The movement considers zero population growth to be an objective towards which countries and the whole world should strive in the interests of accomplishing long-term optimal standards and conditions of living. It faces substantial support as well as criticism, involving different groups of people in society.

== Definition ==
The growth rate of a human population in a given year equals the number of births minus the number of deaths plus immigration minus emigration expressed as a percentage of the population at the beginning of the given year.

For example, suppose a country begins a year with one million people and during the year experiences one hundred thousand births, eighty thousand deaths, one thousand immigrants and two hundred emigrants.
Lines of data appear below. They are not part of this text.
impl Default for SpeculatorConfig {
    fn default() -> Self {
        Self {
            eos_token_ids: HashSet::new(),
            metrics_window: 50,
            verify_timeout: Duration::from_secs(30),
            system_prompt: String::new(),
        }
    }
}

/// Owns the draft/target model handles and drives generations. The draft
/// model is wrapped in a `tokio::sync::Mutex` because it is a
/// serially-accessed shared resource (§5: "at most one generation may use
/// the draft model at a time because of its mutable KV cache"); the target
/// model is stateless HTTP and is shared behind a plain `Arc`. The prompt
/// formatter lives here, not on the `TargetModel`, because building "a
/// single formatted prompt" is the orchestrator's job per §4.1 step 2 — the
/// target client just sends whatever text it is handed.
pub struct Speculator {
    draft: Arc<Mutex<dyn DraftModel>>,
    target: Arc<dyn TargetModel>,
    formatter: Box<dyn PromptFormatter>,
    system_prompt: String,
    eos_token_ids: HashSet<u32>,
    metrics_window: usize,
}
Change in population = 100,000 – 80,000 +1,000 – 200 = 20,800

Population growth rate = (20,800 ÷ 1,000,000) x 100% = 2.1%

Zero population growth for a country occurs when the sum of these four numbers – births minus deaths plus immigration minus emigration - is zero.

To illustrate, suppose a country begins the year with one million people and during the year experiences 85,000 births, 86,000 deaths, 1,500 immigrants and 500 emigrants.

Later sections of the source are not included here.